In court documents, the pilots claimed their requests for religious exemptions from COVID vaccination had been granted incorrectly.
The Texas-based First Liberty Institute and the Washington-based legal firm Schaerr Jaffe represents the plaintiffs. Plaintiffs included Defense Secretary Lloyd Austin and Air Force Secretary Frank Kendall.
In the complaint, the two officials are identified as the public faces of any military employee punishing a person who refuses vaccination without a waiver. In court, the defendants have yet to answer.
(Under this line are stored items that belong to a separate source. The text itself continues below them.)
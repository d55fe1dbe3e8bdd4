//! NewsAPI adapter: technology and job-market headlines for the trends page.

use std::collections::HashSet;
use std::sync::Arc;
use std::time::Duration;

use chrono::{DateTime, NaiveDate, Utc};
use serde::{Deserialize, Serialize};
use serde_json::Value;

use crate::gateway::aggregate::{merge_sorted, settle};
use crate::gateway::error::{ClassifiedError, ErrorKind};
use crate::gateway::provider::{AuthStyle, ProviderConfig};
use crate::gateway::Gateway;

pub const PROVIDER: ProviderConfig = ProviderConfig {
    name: "newsapi",
    base_url: "https://newsapi.org/v2",
    api_key_env_var: "NEWS_API_KEY",
    auth_style: AuthStyle::HeaderCustomKey("X-Api-Key"),
    cache_window: Some(Duration::from_secs(30 * 60)),
    // 426: the key's plan does not allow this request.
    status_overrides: &[(426, ErrorKind::KeyInvalid)],
    embedded_error: detect_error,
};

pub const DEFAULT_MAX_ARTICLES: usize = 10;
pub const MAX_ARTICLES: usize = 50;

const TECH_QUERY: &str = "technology AND (software OR \"artificial intelligence\" OR startups)";
const JOB_MARKET_QUERY: &str = "jobs AND (hiring OR layoffs OR \"job market\" OR careers)";
const LOOKBACK_DAYS: i64 = 7;
const PAGE_SIZE: u32 = 20;

#[derive(Debug, Clone, Copy, PartialEq, Eq, Serialize)]
#[serde(rename_all = "snake_case")]
pub enum NewsCategory {
    Technology,
    JobMarket,
}

#[derive(Debug, Clone, PartialEq, Serialize)]
pub struct Article {
    pub title: String,
    pub description: Option<String>,
    pub source: String,
    pub url: String,
    pub published_at: DateTime<Utc>,
    pub image_url: Option<String>,
    pub category: NewsCategory,
}

#[derive(Debug, Clone)]
pub struct NewsQuery {
    pub query: String,
    pub language: String,
    pub from: NaiveDate,
    pub to: NaiveDate,
    pub page_size: u32,
}

impl NewsQuery {
    /// English articles matching `query` over the last week.
    pub fn recent(query: &str, today: NaiveDate) -> Self {
        Self {
            query: query.to_string(),
            language: "en".to_string(),
            from: today - chrono::Duration::days(LOOKBACK_DAYS),
            to: today,
            page_size: PAGE_SIZE,
        }
    }

    fn params(&self) -> Vec<(&'static str, String)> {
        vec![
            ("q", self.query.clone()),
            ("language", self.language.clone()),
            ("from", self.from.format("%Y-%m-%d").to_string()),
            ("to", self.to.format("%Y-%m-%d").to_string()),
            ("sortBy", "publishedAt".to_string()),
            ("pageSize", self.page_size.to_string()),
        ]
    }
}

#[derive(Clone)]
pub struct NewsClient {
    gateway: Arc<Gateway>,
}

impl NewsClient {
    pub fn new(gateway: Arc<Gateway>) -> Self {
        Self { gateway }
    }

    pub async fn search(
        &self,
        query: &NewsQuery,
        category: NewsCategory,
    ) -> Result<Vec<Article>, ClassifiedError> {
        let payload = self
            .gateway
            .get("/everything", &query.params(), "everything")
            .await?;
        shape_articles(&payload, category)
    }

    pub async fn tech_news(&self) -> Result<Vec<Article>, ClassifiedError> {
        let query = NewsQuery::recent(TECH_QUERY, self.gateway.today());
        self.search(&query, NewsCategory::Technology).await
    }

    pub async fn job_market_news(&self) -> Result<Vec<Article>, ClassifiedError> {
        let query = NewsQuery::recent(JOB_MARKET_QUERY, self.gateway.today());
        self.search(&query, NewsCategory::JobMarket).await
    }

    /// Tech and job-market headlines combined, newest first, at most `max`.
    ///
    /// One failing feed does not blank the other. Errors only when both fail.
    pub async fn career_news(&self, max: usize) -> Result<Vec<Article>, ClassifiedError> {
        let (tech, jobs) = tokio::join!(self.tech_news(), self.job_market_news());
        let batches = settle(vec![("tech_news", tech), ("job_market_news", jobs)])?;
        Ok(combine_feeds(batches, max))
    }
}

/// Merges feeds newest-first, drops repeated URLs, keeps at most `max` (clamped).
pub fn combine_feeds(batches: Vec<Vec<Article>>, max: usize) -> Vec<Article> {
    let max = max.clamp(1, MAX_ARTICLES);
    let mut seen = HashSet::new();
    let mut merged = merge_sorted(
        batches,
        |a, b| b.published_at.cmp(&a.published_at),
        usize::MAX,
    );
    merged.retain(|article| seen.insert(article.url.clone()));
    merged.truncate(max);
    merged
}

#[derive(Debug, Deserialize)]
struct RawEverything {
    #[serde(default)]
    articles: Vec<RawArticle>,
}

#[derive(Debug, Deserialize)]
#[serde(rename_all = "camelCase")]
struct RawArticle {
    #[serde(default)]
    source: RawSource,
    title: Option<String>,
    description: Option<String>,
    url: Option<String>,
    url_to_image: Option<String>,
    published_at: Option<String>,
}

#[derive(Debug, Default, Deserialize)]
struct RawSource {
    name: Option<String>,
}

/// Projects an `/everything` payload into articles, in provider order.
///
/// Articles without a title, URL or parseable publish time are dropped, as are
/// the `[Removed]` placeholders NewsAPI substitutes for taken-down stories.
pub fn shape_articles(
    payload: &Value,
    category: NewsCategory,
) -> Result<Vec<Article>, ClassifiedError> {
    let raw = RawEverything::deserialize(payload)
        .map_err(|e| ClassifiedError::unknown(format!("unexpected newsapi payload: {e}")))?;

    let articles = raw
        .articles
        .into_iter()
        .filter_map(|a| {
            let title = a.title.filter(|t| !t.trim().is_empty() && t != "[Removed]")?;
            let url = a.url.filter(|u| !u.is_empty())?;
            let published_at = DateTime::parse_from_rfc3339(a.published_at.as_deref()?)
                .ok()?
                .with_timezone(&Utc);
            Some(Article {
                title,
                description: a.description.filter(|d| !d.trim().is_empty()),
                source: a.source.name.unwrap_or_else(|| "Unknown".to_string()),
                url,
                published_at,
                image_url: a.url_to_image,
                category,
            })
        })
        .collect();

    Ok(articles)
}

/// NewsAPI reports some failures as `{"status":"error","code":...}` with HTTP 200.
fn detect_error(payload: &Value) -> Option<ClassifiedError> {
    if payload.get("status").and_then(Value::as_str) != Some("error") {
        return None;
    }

    let code = payload.get("code").and_then(Value::as_str).unwrap_or("");
    let message = payload
        .get("message")
        .and_then(Value::as_str)
        .unwrap_or("newsapi reported an error");

    let kind = match code {
        "apiKeyMissing" => ErrorKind::KeyMissing,
        "apiKeyInvalid" | "apiKeyDisabled" => ErrorKind::KeyInvalid,
        "apiKeyExhausted" | "rateLimited" => ErrorKind::RateLimited,
        "parameterInvalid" | "parametersMissing" | "sourcesTooMany" | "sourceDoesNotExist" => {
            ErrorKind::BadParameters
        }
        "unexpectedError" => ErrorKind::ServiceUnavailable,
        _ => ErrorKind::Unknown,
    };
    Some(ClassifiedError::new(kind, format!("newsapi {code}: {message}")))
}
"Plaintiffs have lost already-announced promotions, have suffered formal penalties, have been prevented from training opportunities, and have been placed on a no-pay position," according to the complaint.
Most plaintiffs are fighter pilots and instructors or are in the process of becoming fighter pilots.
They are among a small group of airmen and Space Force Guardians — roughly 3%, or 15,000 persons — who have chosen to forego COVID vaccinations for medical, religious, or other personal reasons.
Two plaintiffs attempted to obtain medical exemptions based on allergies, but their allergy testing was insufficient. The Air Force told Stef that the doctor he saw was "illegitimate" and had given him false test results in one case.
They assert that the Pentagon's vaccination obligation for 2021 is unworkable because millions of people can still contract COVID-19 despite receiving vaccines and vaccinations.
Approximately 17% of Americans aged five and up are still unvaccinated (vaccines are not yet approved for the youngest children), putting them at a significantly increased risk of severe disease and death.
CDC estimates that COVID-19 is twice as likely to re-infect previously-infected unvaccinated persons as it is to infect previously-infected vaccinated persons.